• [WORK INSTRUCTION]: From the records below, work out how many lines contain "template". Reply with that number alone.

START MATERIAL SUPPLIED

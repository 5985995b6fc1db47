//! Classifier capability and the adapter around it

use crate::error::{Result, ScoringError};
use crate::feature_extractor::FeatureVector;
use serde::Serialize;
use tracing::debug;

/// A pre-trained probabilistic binary classifier.
///
/// Implementations are loaded once at startup and only borrowed
/// immutably afterwards.
pub trait Classifier {
    /// Identifier used in logs (usually the artifact path)
    fn name(&self) -> &str;

    /// Feature order the classifier was trained with
    fn feature_names(&self) -> &[String];

    /// Importance scores, parallel to `feature_names`
    fn feature_importances(&self) -> &[f64];

    /// `[P(legitimate), P(fraud)]`
    fn predict_proba(&self, features: &FeatureVector) -> Result<[f64; 2]>;

    /// Class label, 1 = fraud
    fn predict(&self, features: &FeatureVector) -> Result<u8> {
        Ok(label_for(self.predict_proba(features)?))
    }
}

/// Argmax over `[P(legitimate), P(fraud)]`. Ties go to class 0.
pub fn label_for([p0, p1]: [f64; 2]) -> u8 {
    u8::from(p1 > p0)
}

/// Tolerance on `p0 + p1 == 1`, absorbing f32 round-off from ONNX outputs
const SIMPLEX_TOLERANCE: f64 = 1e-6;

/// Label and fraud-class probability for one transaction
#[derive(Debug, Clone, Copy, PartialEq, Serialize)]
pub struct Prediction {
    pub label: u8,
    pub probability: f64,
}

/// Run the classifier on an encoded vector.
///
/// Rejects vectors whose columns differ from the classifier's declared
/// order, and classifier output outside the probability simplex.
pub fn predict(classifier: &dyn Classifier, features: &FeatureVector) -> Result<Prediction> {
    if features.names() != classifier.feature_names() {
        return Err(ScoringError::InferenceError(format!(
            "feature vector columns {:?} do not match classifier input {:?}",
            features.names(),
            classifier.feature_names()
        )));
    }

    let proba = classifier.predict_proba(features)?;
    let in_range = proba.iter().all(|p| (0.0..=1.0).contains(p));
    if !in_range || (proba[0] + proba[1] - 1.0).abs() > SIMPLEX_TOLERANCE {
        return Err(ScoringError::InferenceError(format!(
            "classifier returned invalid probabilities {proba:?}"
        )));
    }

    let label = label_for(proba);

    debug!(
        model = %classifier.name(),
        label = label,
        probability = proba[1],
        "Classifier prediction"
    );

    Ok(Prediction {
        label,
        probability: proba[1],
    })
}

/// Feature importance ranking, highest first. Read-only once built.
#[derive(Debug, Clone, PartialEq, Serialize)]
pub struct FeatureImportance {
    entries: Vec<(String, f64)>,
}

impl FeatureImportance {
    /// Rank a classifier's features by importance.
    ///
    /// Equal scores keep the classifier's declared order.
    pub fn from_classifier(classifier: &dyn Classifier) -> Result<Self> {
        let names = classifier.feature_names();
        let scores = classifier.feature_importances();

        if names.len() != scores.len() {
            return Err(ScoringError::model_unavailable(
                classifier.name(),
                format!(
                    "{} feature importances for {} features",
                    scores.len(),
                    names.len()
                ),
            ));
        }

        let mut entries: Vec<(String, f64)> = names
            .iter()
            .cloned()
            .zip(scores.iter().copied())
            .collect();
        entries.sort_by(|a, b| b.1.total_cmp(&a.1));

        Ok(Self { entries })
    }

    pub fn entries(&self) -> &[(String, f64)] {
        &self.entries
    }

    /// Names of the `n` most important features
    pub fn top(&self, n: usize) -> Vec<&str> {
        self.entries
            .iter()
            .take(n)
            .map(|(name, _)| name.as_str())
            .collect()
    }

    pub fn len(&self) -> usize {
        self.entries.len()
    }

    pub fn is_empty(&self) -> bool {
        self.entries.is_empty()
    }
}


#[cfg(test)]
mod tests {
    use super::testing::FixedClassifier;
    use super::*;
    use crate::feature_extractor::encode;
    use crate::types::transaction::{TransactionRecord, TransactionType};

    fn record() -> TransactionRecord {
        TransactionRecord {
            step: 1,
            transaction_type: TransactionType::Payment,
            amount: 500.0,
            old_balance_origin: 1_000.0,
            new_balance_origin: 500.0,
            old_balance_dest: 0.0,
            new_balance_dest: 500.0,
        }
    }

    #[test]
    fn test_predict_label_and_probability() {
        let classifier = FixedClassifier::new(0.7);
        let vector = encode(&record(), classifier.feature_names()).unwrap();

        let prediction = predict(&classifier, &vector).unwrap();
        assert_eq!(prediction.label, 1);
        assert!((prediction.probability - 0.7).abs() < 1e-12);
    }

    #[test]
    fn test_predict_tie_is_legitimate() {
        let classifier = FixedClassifier::new(0.5);
        let vector = encode(&record(), classifier.feature_names()).unwrap();

        assert_eq!(predict(&classifier, &vector).unwrap().label, 0);
    }

    #[test]
    fn test_predict_rejects_column_mismatch() {
        let classifier = FixedClassifier::new(0.2);
        let vector = encode(&record(), &["amount", "step"]).unwrap();

        assert!(matches!(
            predict(&classifier, &vector),
            Err(ScoringError::InferenceError(_))
        ));
    }

    #[test]
    fn test_predict_rejects_out_of_range_probability() {
        let classifier = FixedClassifier::new(1.5);
        let vector = encode(&record(), classifier.feature_names()).unwrap();

        assert!(matches!(
            predict(&classifier, &vector),
            Err(ScoringError::InferenceError(_))
        ));
    }

    /// Returns a fixed distribution and counts how often it is asked
    struct RawClassifier {
        proba: [f64; 2],
        calls: std::cell::Cell<usize>,
        inner: FixedClassifier,
    }

    impl RawClassifier {
        fn new(proba: [f64; 2]) -> Self {
            Self {
                proba,
                calls: std::cell::Cell::new(0),
                inner: FixedClassifier::new(0.0),
            }
        }
    }

    impl Classifier for RawClassifier {
        fn name(&self) -> &str {
            "raw"
        }

        fn feature_names(&self) -> &[String] {
            self.inner.feature_names()
        }

        fn feature_importances(&self) -> &[f64] {
            self.inner.feature_importances()
        }

        fn predict_proba(&self, _features: &FeatureVector) -> Result<[f64; 2]> {
            self.calls.set(self.calls.get() + 1);
            Ok(self.proba)
        }
    }

    #[test]
    fn test_predict_rejects_distribution_not_summing_to_one() {
        let template = FixedClassifier::new(0.0);
        let vector = encode(&record(), template.feature_names()).unwrap();

        for proba in [[0.0, 0.0], [0.6, 0.6], [0.2, 0.3]] {
            let classifier = RawClassifier::new(proba);
            assert!(
                matches!(
                    predict(&classifier, &vector),
                    Err(ScoringError::InferenceError(_))
                ),
                "{proba:?} accepted"
            );
        }

        let f32_round_off = RawClassifier::new([0.300_000_01, 0.7]);
        assert!(predict(&f32_round_off, &vector).is_ok());
    }

    #[test]
    fn test_predict_runs_classifier_once() {
        let classifier = RawClassifier::new([0.25, 0.75]);
        let vector = encode(&record(), classifier.feature_names()).unwrap();

        let prediction = predict(&classifier, &vector).unwrap();
        assert_eq!(prediction.label, 1);
        assert_eq!(classifier.calls.get(), 1);
    }

    #[test]
    fn test_label_for_argmax() {
        assert_eq!(label_for([0.9, 0.1]), 0);
        assert_eq!(label_for([0.5, 0.5]), 0);
        assert_eq!(label_for([0.1, 0.9]), 1);
    }

    #[test]
    fn test_feature_importance_sorted_descending() {
        let classifier = FixedClassifier::new(0.1);
        let importance = FeatureImportance::from_classifier(&classifier).unwrap();

        assert_eq!(importance.len(), 8);
        assert_eq!(importance.top(3), vec!["type_encoded", "balance_diff", "amount"]);
        assert!(importance
            .entries()
            .windows(2)
            .all(|pair| pair[0].1 >= pair[1].1));
    }

    #[test]
    fn test_feature_importance_ties_keep_declared_order() {
        let classifier = FixedClassifier::new(0.1)
            .with_features(&["step", "amount", "balance_diff"], &[0.25, 0.5, 0.25]);
        let importance = FeatureImportance::from_classifier(&classifier).unwrap();

        assert_eq!(importance.top(3), vec!["amount", "step", "balance_diff"]);
    }

    #[test]
    fn test_feature_importance_length_mismatch() {
        let classifier = FixedClassifier::new(0.1).with_features(&["step", "amount"], &[1.0]);

        assert!(matches!(
            FeatureImportance::from_classifier(&classifier),
            Err(ScoringError::ModelUnavailable { .. })
        ));
    }
}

END MATERIAL SUPPLIED

• [COMPLETED EXERCISE]: 2